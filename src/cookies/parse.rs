//! `Set-Cookie` parsing.
//!
//! The authority may emit several cookies in one header value, joined with
//! `,` at the top level and `;` between attributes. Splitting naively on `,`
//! corrupts entries whose `Expires=` date contains a comma, so a comma only
//! starts a new entry when the text after it opens with `name=`.
//!
//! Only the name and value are kept. Upstream attributes are discarded: the
//! gateway decides cookie security attributes on its own origin.

use thiserror::Error;

use crate::cookies::{is_cookie_name, is_cookie_value};

/// A cookie name/value pair taken from an upstream `Set-Cookie` entry.
#[derive(Debug, Clone, PartialEq, Eq)]
pub struct ParsedCookie {
    pub name: String,
    pub value: String,
}

/// Why an upstream cookie could not be relayed.
///
/// Messages never include cookie values.
#[derive(Debug, Clone, PartialEq, Eq, Error)]
pub enum CookieParseError {
    #[error("no Set-Cookie header in upstream response")]
    Absent,

    #[error("cookie entry is empty")]
    Empty,

    #[error("cookie entry has no '=' separator")]
    MissingSeparator,

    #[error("cookie entry has an empty name")]
    EmptyName,

    #[error("'{0}' is not a valid cookie name")]
    InvalidName(String),

    #[error("cookie '{0}' has a value outside the cookie-octet set")]
    InvalidValue(String),

    #[error("cookie '{0}' cannot be encoded as a header value")]
    Unrepresentable(String),
}

/// Split a (possibly comma-joined) `Set-Cookie` value into its entries.
pub fn split_entries(raw: &str) -> Vec<&str> {
    let mut entries = Vec::new();
    let mut start = 0;

    for (idx, _) in raw.match_indices(',') {
        let rest = &raw[idx + 1..];
        if starts_new_entry(rest) {
            push_trimmed(&mut entries, &raw[start..idx]);
            start = idx + 1;
        }
    }
    push_trimmed(&mut entries, &raw[start..]);

    entries
}

fn push_trimmed<'a>(entries: &mut Vec<&'a str>, entry: &'a str) {
    let entry = entry.trim();
    if !entry.is_empty() {
        entries.push(entry);
    }
}

/// Whether the text following a comma begins a new `name=value` entry.
fn starts_new_entry(rest: &str) -> bool {
    let segment = rest.split(';').next().unwrap_or_default();
    match segment.split_once('=') {
        Some((name, _)) => is_cookie_name(name.trim()),
        None => false,
    }
}

/// Parse one entry: the segment before the first `;`, split on the first `=`.
pub fn parse_entry(entry: &str) -> Result<ParsedCookie, CookieParseError> {
    let name_value = entry.split(';').next().unwrap_or_default().trim();
    if name_value.is_empty() {
        return Err(CookieParseError::Empty);
    }

    let (name, value) = name_value
        .split_once('=')
        .ok_or(CookieParseError::MissingSeparator)?;

    let name = name.trim();
    if name.is_empty() {
        return Err(CookieParseError::EmptyName);
    }
    if !is_cookie_name(name) {
        return Err(CookieParseError::InvalidName(name.to_string()));
    }

    let value = value.trim();
    if !is_cookie_value(value) {
        return Err(CookieParseError::InvalidValue(name.to_string()));
    }

    Ok(ParsedCookie {
        name: name.to_string(),
        value: value.to_string(),
    })
}

/// Parse only the first entry of a `Set-Cookie` value.
pub fn parse_first(raw: Option<&str>) -> Result<ParsedCookie, CookieParseError> {
    let raw = raw.ok_or(CookieParseError::Absent)?;
    let first = split_entries(raw).into_iter().next().ok_or(CookieParseError::Empty)?;
    parse_entry(first)
}

/// Parse every entry of a `Set-Cookie` value, keeping per-entry failures.
pub fn parse_all(raw: Option<&str>) -> Vec<Result<ParsedCookie, CookieParseError>> {
    match raw {
        Some(raw) => split_entries(raw).into_iter().map(parse_entry).collect(),
        None => vec![Err(CookieParseError::Absent)],
    }
}

#[cfg(test)]
mod tests {
    use super::*;

    fn cookie(name: &str, value: &str) -> ParsedCookie {
        ParsedCookie {
            name: name.into(),
            value: value.into(),
        }
    }

    #[test]
    fn test_single_entry() {
        assert_eq!(parse_first(Some("csrf=abc123; Path=/")), Ok(cookie("csrf", "abc123")));
    }

    #[test]
    fn test_value_keeps_later_equals() {
        assert_eq!(
            parse_entry("token=a.b.c==; HttpOnly"),
            Ok(cookie("token", "a.b.c=="))
        );
    }

    #[test]
    fn test_split_multiple_entries() {
        let raw = "sid=s1; Path=/; HttpOnly, csrf=c1; Path=/; SameSite=Strict";
        assert_eq!(
            split_entries(raw),
            vec!["sid=s1; Path=/; HttpOnly", "csrf=c1; Path=/; SameSite=Strict"]
        );
    }

    #[test]
    fn test_expires_comma_is_not_a_separator() {
        let raw = "sid=s1; Expires=Wed, 21 Oct 2026 07:28:00 GMT; Path=/, refresh=r1; Max-Age=60";
        let parsed: Vec<_> = parse_all(Some(raw)).into_iter().collect::<Result<_, _>>().unwrap();
        assert_eq!(parsed, vec![cookie("sid", "s1"), cookie("refresh", "r1")]);
    }

    #[test]
    fn test_first_of_many() {
        assert_eq!(parse_first(Some("a=1, b=2")), Ok(cookie("a", "1")));
    }

    #[test]
    fn test_malformed_entries() {
        assert_eq!(parse_first(None), Err(CookieParseError::Absent));
        assert_eq!(parse_first(Some("   ")), Err(CookieParseError::Empty));
        assert_eq!(parse_entry("novalue; Path=/"), Err(CookieParseError::MissingSeparator));
        assert_eq!(parse_entry("=orphan"), Err(CookieParseError::EmptyName));
        assert!(matches!(parse_entry("bad name=1"), Err(CookieParseError::InvalidName(_))));
        assert_eq!(
            parse_entry("sid=two words; Path=/"),
            Err(CookieParseError::InvalidValue("sid".into()))
        );
    }

    #[test]
    fn test_parse_all_keeps_good_entries() {
        let results = parse_all(Some("novalue, good=1; Path=/, also=2"));
        assert_eq!(results.len(), 3);
        assert_eq!(results[0], Err(CookieParseError::MissingSeparator));
        assert_eq!(results[1], Ok(cookie("good", "1")));
        assert_eq!(results[2], Ok(cookie("also", "2")));

        assert_eq!(parse_all(None), vec![Err(CookieParseError::Absent)]);
    }

    #[test]
    fn test_comma_inside_value_is_rejected() {
        // The comma is not followed by `name=`, so it stays inside the value.
        let results = parse_all(Some("sid=a,b; Path=/, ok=1"));
        assert_eq!(results[0], Err(CookieParseError::InvalidValue("sid".into())));
        assert_eq!(results[1], Ok(cookie("ok", "1")));
    }

    #[test]
    fn test_empty_value_is_allowed() {
        assert_eq!(parse_entry("sid=; Max-Age=0"), Ok(cookie("sid", "")));
    }
}
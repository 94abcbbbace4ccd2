//! Backend authority access.
//!
//! # Data Flow
//! ```text
//! UpstreamConfig
//!     → resolve.rs (deployment mode → fixed base URL, once at startup)
//!     → client.rs (AuthorityClient: one bounded call per relayed request)
//! ```

pub mod client;
pub mod resolve;

pub use client::{AuthorityClient, UpstreamRequest, UpstreamResponse};
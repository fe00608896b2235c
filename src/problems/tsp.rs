//! Traveling salesman: minimize cyclic tour distance.
//!
//! A candidate is a permutation of all city indices; position is visit
//! order. The cost is the sum of consecutive edges plus the closing edge
//! back to the start.

use super::InstanceError;
use crate::sa::{CandidateError, SaProblem};
use rand::seq::SliceRandom;
use rand::Rng;

/// Decoded artifact: the visit order and its total cyclic distance.
#[derive(Debug, Clone, PartialEq)]
#[cfg_attr(feature = "serde", derive(serde::Serialize, serde::Deserialize))]
pub struct Tour {
    pub order: Vec<usize>,
    pub length: f64,
}

/// An immutable TSP instance: a square matrix of pairwise distances.
///
/// The matrix must be square with a zero diagonal and finite, non-negative
/// entries; all of it is checked by [`new`](TourInstance::new). The matrix
/// does not have to be symmetric.
#[derive(Debug, Clone, PartialEq)]
#[cfg_attr(feature = "serde", derive(serde::Serialize, serde::Deserialize))]
pub struct TourInstance {
    distances: Vec<Vec<f64>>,
}

impl TourInstance {
    /// Builds an instance from a distance matrix, validating the structural
    /// invariants.
    pub fn new(distances: Vec<Vec<f64>>) -> Result<Self, InstanceError> {
        if distances.is_empty() {
            return Err(InstanceError::EmptyMatrix);
        }

        let expected = distances.len();
        for (row, entries) in distances.iter().enumerate() {
            if entries.len() != expected {
                return Err(InstanceError::NotSquare {
                    row,
                    len: entries.len(),
                    expected,
                });
            }
            for (col, &value) in entries.iter().enumerate() {
                if !value.is_finite() || value < 0.0 {
                    return Err(InstanceError::BadDistance {
                        from: row,
                        to: col,
                        value,
                    });
                }
            }
            if distances[row][row] != 0.0 {
                return Err(InstanceError::NonZeroDiagonal {
                    city: row,
                    value: distances[row][row],
                });
            }
        }

        Ok(Self { distances })
    }

    pub fn num_cities(&self) -> usize {
        self.distances.len()
    }

    pub fn distance(&self, from: usize, to: usize) -> f64 {
        self.distances[from][to]
    }
}

impl SaProblem for TourInstance {
    type Solution = Vec<usize>;
    type Artifact = Tour;

    fn initial_solution<R: Rng>(&self, rng: &mut R) -> Vec<usize> {
        let mut tour: Vec<usize> = (0..self.num_cities()).collect();
        tour.shuffle(rng);
        tour
    }

    fn decode(&self, solution: &Vec<usize>) -> Result<(Tour, f64), CandidateError> {
        let n = self.num_cities();
        if solution.len() != n {
            return Err(CandidateError::LengthMismatch {
                expected: n,
                actual: solution.len(),
            });
        }

        let mut seen = vec![false; n];
        for (position, &city) in solution.iter().enumerate() {
            if city >= n {
                return Err(CandidateError::TokenOutOfRange { position });
            }
            if seen[city] {
                return Err(CandidateError::DuplicateToken { position });
            }
            seen[city] = true;
        }

        let mut length = 0.0;
        for pair in solution.windows(2) {
            length += self.distances[pair[0]][pair[1]];
        }
        // Closing edge back to the start of the cycle.
        length += self.distances[solution[n - 1]][solution[0]];

        Ok((
            Tour {
                order: solution.clone(),
                length,
            },
            length,
        ))
    }

    fn neighbor<R: Rng>(&self, solution: &Vec<usize>, rng: &mut R) -> Vec<usize> {
        let mut neighbor = solution.clone();
        if neighbor.len() < 2 {
            // A single city has no swap move: defined no-op.
            return neighbor;
        }
        let picked = rand::seq::index::sample(rng, neighbor.len(), 2);
        neighbor.swap(picked.index(0), picked.index(1));
        neighbor
    }
}
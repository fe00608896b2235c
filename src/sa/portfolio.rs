//! Parallel multi-start portfolio.
//!
//! Each annealing run owns its entire state, so independent runs with
//! distinct seeds can execute in parallel and only the best result is kept.

use super::config::SaConfig;
use super::runner::{SaResult, SaRunner};
use super::types::{CandidateError, SaProblem};
use rayon::prelude::*;

/// Runs `runs` independent annealing instances in parallel and returns the
/// best result.
///
/// Seeds are derived from `config.seed` (or an OS-random base when absent),
/// so a seeded portfolio is reproducible as a whole. The first encoding
/// violation from any run aborts the portfolio.
///
/// # Panics
/// Panics if `runs` is 0 or the configuration is invalid.
pub fn run_portfolio<P: SaProblem>(
    problem: &P,
    config: &SaConfig,
    runs: usize,
) -> Result<SaResult<P::Solution, P::Artifact>, CandidateError> {
    assert!(runs > 0, "portfolio needs at least one run");
    config.validate().expect("invalid SaConfig");

    let base_seed = config.seed.unwrap_or_else(rand::random);

    let results: Vec<SaResult<P::Solution, P::Artifact>> = (0..runs)
        .into_par_iter()
        .map(|i| {
            let run_config = config.clone().with_seed(base_seed.wrapping_add(i as u64));
            SaRunner::run(problem, &run_config)
        })
        .collect::<Result<_, _>>()?;

    Ok(results
        .into_iter()
        .min_by(|a, b| {
            a.best_cost
                .partial_cmp(&b.best_cost)
                .unwrap_or(std::cmp::Ordering::Equal)
        })
        .expect("runs > 0"))
}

-- -- --

Check each line of the data above, and please copy the ones in which the string "also" occurs.

        let results = parse_all(Some("novalue, good=1; Path=/, also=2"));
        assert_eq!(results[2], Ok(cookie("also", "2")));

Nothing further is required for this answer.